In a with-vs-without study across 9 model skills and 3 agent backends, agents with the skill produced a valid first-shot command 79/81 times versus 0/81 with the upstream README alone — an engineering-reproducibility result, not a clinical claim.

Skills follow the open Agent Skills spec; browse them on GitHub. Engineering and research use only — not a medical device.

GTC 2026

Physical AI and Expanded Imaging Models at GTC

We are releasing 6 new models at GTC 2026, expanding MedTech Open Models from 5 models to 11 models across medical imaging and physical AI.

Physical AI (new category)

  • GR00T-H — Vision-language-action model for multi-embodiment surgical and clinical robot control across 16 platforms
  • Cosmos-H-Surgical — Surgical world model for state prediction and sim-to-real photorealistic video transfer
  • Cosmos-H-Surgical-Simulator — Action-conditioned simulation for in-silico policy evaluation

New Imaging Models

  • NV-Raw2Insights-MRI — Raw MRI signal reconstruction with accelerated imaging and motion correction
  • NV-Raw2Insights-US — Physics-informed raw ultrasound-to-image processing
  • NV-Generate-MR-Brain — Multi-contrast brain MRI synthesis with ControlNet (T1w, T2w, FLAIR, SWI)

All models are available on the MedTech Open Models HuggingFace collection with code and documentation on GitHub.

Open Models Hub Released

We are pleased to announce the NVIDIA MedTech Open Models Hub: a collection of open foundation models for medical imaging that segment, reason, and generate across clinical data.

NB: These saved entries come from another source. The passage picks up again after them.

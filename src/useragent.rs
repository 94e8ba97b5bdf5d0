//! Rotating-identity HTTP client for fetching archive indices and pastes.
//!
//! Grounded on `original_source/pystemon/ua.py`'s `UserAgent.download_url`:
//! throttle, pick a fresh proxy and UA string per attempt, issue the GET with
//! independent connect/read timeouts, classify the outcome, and retry through
//! two independent counters — `loop_client` for 404 and `loop_server` for
//! everything else worth retrying — each capped so a single pastie site
//! can't retry forever, sleeping a fixed wait (or the `Retry-After` hint on
//! 429) between attempts. The client builder shape (explicit timeouts, one
//! `reqwest::Client` per attempt when a proxy is in play) follows
//! `download/client.rs`; the classify/counter split and the `Retry-After`
//! parsing follow `download/retry.rs`.

use std::sync::Arc;
use std::time::{Duration, SystemTime};

use rand::seq::SliceRandom;
use reqwest::{Client, ClientBuilder, Proxy};
use thiserror::Error;
use tracing::{debug, instrument, warn};

use crate::proxy::ProxyList;
use crate::throttler::Throttler;

const CONNECT_TIMEOUT: Duration = Duration::from_millis(3_050);
const READ_TIMEOUT: Duration = Duration::from_secs(10);

/// Fixed wait applied before a retry when no more specific hint (like a
/// numeric `Retry-After`) applies.
const RETRY_WAIT: Duration = Duration::from_secs(60);

/// Retry cap for the one client-side condition worth retrying (404).
pub const LOOP_CLIENT_MAX: u32 = 5;
/// Retry cap for server-side conditions (429, 5xx, blocked, connection/timeout).
pub const LOOP_SERVER_MAX: u32 = 100;

const DEFAULT_USER_AGENTS: &[&str] = &[
    "Mozilla/5.0 (Windows NT 10.0; Win64; x64) AppleWebKit/537.36 (KHTML, like Gecko) Chrome/120.0 Safari/537.36",
    "Mozilla/5.0 (Macintosh; Intel Mac OS X 10_15_7) AppleWebKit/605.1.15 (KHTML, like Gecko) Version/17.0 Safari/605.1.15",
    "Mozilla/5.0 (X11; Linux x86_64; rv:109.0) Gecko/20100101 Firefox/121.0",
];

/// How a completed attempt should be treated by the retry loop.
#[derive(Debug, Clone, Copy, PartialEq, Eq)]
pub enum Outcome {
    /// 2xx: caller gets the body.
    Success,
    /// 404: retried against `loop_client`, not forever.
    NotFound,
    /// 403 with a banner recognised as a known block/slowdown page.
    Blocked,
    /// Any other 403: not worth retrying.
    Forbidden,
    /// 429: rate limited, counts against `loop_server`.
    RateLimited,
    /// 500, 502, 504: counts against `loop_server`.
    ServerError,
    /// Any other non-2xx status: not worth retrying.
    OtherStatus,
    /// Connect/read timeout, counts against `loop_server`.
    Timeout,
    /// Transport-level failure (DNS, connection refused, TLS), counts
    /// against `loop_server`.
    ConnectionError,
    /// The task was cancelled by the caller (e.g. shutdown); not a failure
    /// worth recording against either counter.
    Cancelled,
}

impl Outcome {
    fn from_response(status: reqwest::StatusCode, body_prefix: &[u8]) -> Self {
        if status.is_success() {
            Outcome::Success
        } else if status == reqwest::StatusCode::NOT_FOUND {
            Outcome::NotFound
        } else if status == reqwest::StatusCode::FORBIDDEN {
            if looks_like_block_page(body_prefix) {
                Outcome::Blocked
            } else {
                Outcome::Forbidden
            }
        } else if status == reqwest::StatusCode::TOO_MANY_REQUESTS {
            Outcome::RateLimited
        } else if matches!(
            status,
            reqwest::StatusCode::INTERNAL_SERVER_ERROR
                | reqwest::StatusCode::BAD_GATEWAY
                | reqwest::StatusCode::GATEWAY_TIMEOUT
        ) {
            Outcome::ServerError
        } else {
            Outcome::OtherStatus
        }
    }

    /// Whether this outcome counts against `loop_server` (`Some(true)`),
    /// against `loop_client` (`Some(false)`), or should abort with no retry
    /// at all (`None`).
    fn counts_against_server(self) -> Option<bool> {
        match self {
            Outcome::Success | Outcome::Forbidden | Outcome::OtherStatus | Outcome::Cancelled => {
                None
            }
            Outcome::NotFound => Some(false),
            Outcome::Blocked
            | Outcome::RateLimited
            | Outcome::ServerError
            | Outcome::Timeout
            | Outcome::ConnectionError => Some(true),
        }
    }

    /// Whether a failed attempt with this outcome should count against the
    /// proxy that was used (still a no-op when no proxy was in play).
    fn penalizes_proxy(self) -> bool {
        !matches!(self, Outcome::Success | Outcome::OtherStatus | Outcome::Cancelled)
    }

    /// Human-readable reason for an immediate abort, used in [`FetchError::Aborted`].
    fn abort_reason(self) -> &'static str {
        match self {
            Outcome::Forbidden => "403 forbidden",
            Outcome::OtherStatus => "unexpected HTTP status",
            Outcome::Cancelled => "cancelled",
            _ => "aborted",
        }
    }
}

fn looks_like_block_page(body_prefix: &[u8]) -> bool {
    let text = String::from_utf8_lossy(body_prefix).to_ascii_lowercase();
    text.contains("access denied")
        || text.contains("cloudflare")
        || text.contains("just a moment")
        || text.contains("slow down")
        || text.contains("blocked")
        || text.contains("temporarily blocked your computer")
}

/// Resolves how long to wait before the next retry. Only `RateLimited`
/// consults `retry_after`, preferring a numeric delay-seconds value, then an
/// RFC 7231 HTTP-date, falling back to the fixed wait if neither parses.
fn retry_wait(outcome: Outcome, retry_after: Option<&str>) -> Duration {
    if outcome != Outcome::RateLimited {
        return RETRY_WAIT;
    }
    let Some(value) = retry_after else {
        return RETRY_WAIT;
    };
    if let Ok(secs) = value.trim().parse::<u64>() {
        return Duration::from_secs(secs);
    }
    if let Ok(when) = httpdate::parse_http_date(value)
        && let Ok(remaining) = when.duration_since(SystemTime::now())
    {
        return remaining;
    }
    RETRY_WAIT
}
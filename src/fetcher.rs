//! Fixed-size worker pool draining one site's pastie queue.
//!
//! Grounded on `original_source/pystemon/pastie/__init__.py`'s
//! `ThreadPasties`: N threads per site, each blocking on the queue with a
//! short timeout so it can notice `kill_received`, and running a pastie
//! through fetch → hash → match → save → notify on every pop, logging and
//! continuing on a per-pastie failure rather than crashing the worker.
//! `download/engine.rs`'s semaphore-gated `tokio::spawn` per item is the
//! nearer example of Rust task fan-out, adapted here to a fixed worker
//! count draining a shared channel (the spec's "N workers per site") rather
//! than one task per queue item.

use std::sync::Arc;

use tokio::sync::{Mutex, mpsc};
use tracing::{error, warn};

use crate::pastie::Pastie;
use crate::pattern::PatternSet;
use crate::site::PastieSite;
use crate::storage::StorageDispatcher;
use crate::useragent::UserAgent;

/// A queued unit of work: the pastie id to fetch, formatted against its
/// site's URL templates when the worker picks it up.
pub struct FetchJob {
    pub id: String,
}

/// Sending half of a site's fetch queue, cloneable across producers (the
/// archive poller is the only producer today).
pub type FetchQueueSender = mpsc::Sender<FetchJob>;

/// Spawns `worker_count` tasks draining `receiver`, each processing pasties
/// against `site`/`ua`/`patterns`/`storage`. Optional `notifier` is invoked
/// only for matched pasties. Returns the worker handles so the caller
/// (the supervisor) can join them on shutdown.
#[must_use]
pub fn spawn_workers(
    worker_count: usize,
    receiver: mpsc::Receiver<FetchJob>,
    site: Arc<PastieSite>,
    ua: Arc<UserAgent>,
    patterns: Arc<PatternSet>,
    storage: Arc<StorageDispatcher>,
    notifier: Option<Arc<dyn crate::notify::Notifier>>,
) -> Vec<tokio::task::JoinHandle<()>> {
    let receiver = Arc::new(Mutex::new(receiver));
    (0..worker_count.max(1))
        .map(|worker_id| {
            let receiver = Arc::clone(&receiver);
            let site = Arc::clone(&site);
            let ua = Arc::clone(&ua);
            let patterns = Arc::clone(&patterns);
            let storage = Arc::clone(&storage);
            let notifier = notifier.clone();
            tokio::spawn(async move {
                loop {
                    let job = {
                        let mut receiver = receiver.lock().await;
                        receiver.recv().await
                    };
                    let Some(job) = job else {
                        break;
                    };
                    process_job(worker_id, &site, &ua, &patterns, &storage, notifier.as_deref(), job)
                        .await;
                }
            })
        })
        .collect()
}

async fn process_job(
    worker_id: usize,
    site: &PastieSite,
    ua: &UserAgent,
    patterns: &PatternSet,
    storage: &StorageDispatcher,
    notifier: Option<&dyn crate::notify::Notifier>,
    job: FetchJob,
) {
    let filename = site.pastie_id_to_filename(&job.id);
    let mut pastie = Pastie::new(
        site.name.clone(),
        job.id.clone(),
        &site.download_url,
        &site.public_url,
        site.metadata_url.as_deref(),
        filename,
    );

    if let Err(error) = pastie.fetch(ua).await {
        warn!(worker_id, site = %site.name, id = %job.id, %error, "failed to fetch pastie");
        return;
    }
    pastie.hash();
    pastie.find_matches(patterns);

    storage.save(&pastie).await;

    if pastie.matched()
        && let Some(notifier) = notifier
    {
        notifier.notify(&pastie).await;
    }
}

#[cfg(test)]
mod tests {
    use super::*;
    use crate::storage::StorageDispatcher;
    use wiremock::matchers::{method, path_regex};
    use wiremock::{Mock, MockServer, ResponseTemplate};

    #[tokio::test]
    async fn test_worker_drains_queue_and_saves_matches() {
        let server = MockServer::start().await;
        Mock::given(method("GET"))
            .and(path_regex(r"^/raw/.*"))
            .respond_with(ResponseTemplate::new(200).set_body_bytes(b"leaked password!".to_vec()))
            .mount(&server)
            .await;

        let site = Arc::new(
            PastieSite::new(
                "testsite",
                format!("{}/raw/{{id}}", server.uri()),
                None,
                None,
                format!("{}/archive", server.uri()),
                r#"(\w+)"#,
                1,
                2,
                false,
            )
            .unwrap(),
        );
        let ua = Arc::new(UserAgent::new(None, None, Vec::new()).unwrap());
        let patterns = Arc::new(
            PatternSet::compile(&[crate::config::PatternSpec {
                search: "password".to_string(),
                exclude: None,
                count: None,
                description: None,
                regex_flags: None,
                to: Vec::new(),
                extra: std::collections::HashMap::new(),
            }])
            .unwrap(),
        );
        let dir = tempfile::tempdir().unwrap();
        let mut dispatcher = StorageDispatcher::new(false);
        dispatcher.register(
            Box::new(crate::storage::file::FileStorage::new(
                "file",
                Some(dir.path().to_path_buf()),
                None,
                false,
            )),
            crate::storage::SaveMode::MatchesOnly,
        );
        let storage = Arc::new(dispatcher);

        let (tx, rx) = mpsc::channel(4);
        let handles = spawn_workers(2, rx, site, ua, patterns, storage.clone(), None);
        tx.send(FetchJob {
            id: "abc123".to_string(),
        })
        .await
        .unwrap();
        drop(tx);
        for handle in handles {
            handle.await.unwrap();
        }

        assert!(storage.seen("testsite", "abc123").await);
    }
}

Designed to accelerate research and development in medical AI.

Initial Models

  • NV-Segment — 3D CT and MR segmentation across 345+ anatomical regions with automatic detection and interactive point-click refinement
  • NV-Generate — High-resolution synthetic 3D CT and MR volume generation with anatomical annotations for privacy-preserving data augmentation
  • NV-Segment-CTMR — 345+ class automatic segmentation across CT body, MRI body, and MRI brain
  • NV-Generate-MR — Synthetic MRI with Rectified Flow for 33x faster inference (brain, abdomen, breast, prostate)
  • NV-Reason — Vision-language model with chain-of-thought reasoning for chest X-ray interpretation, aligned with radiologist analysis workflows

Model weights are distributed through the MedTech Open Models collection on HuggingFace. The stack is built with MONAI, the NVIDIA co-founded open-source toolkit for medical AI.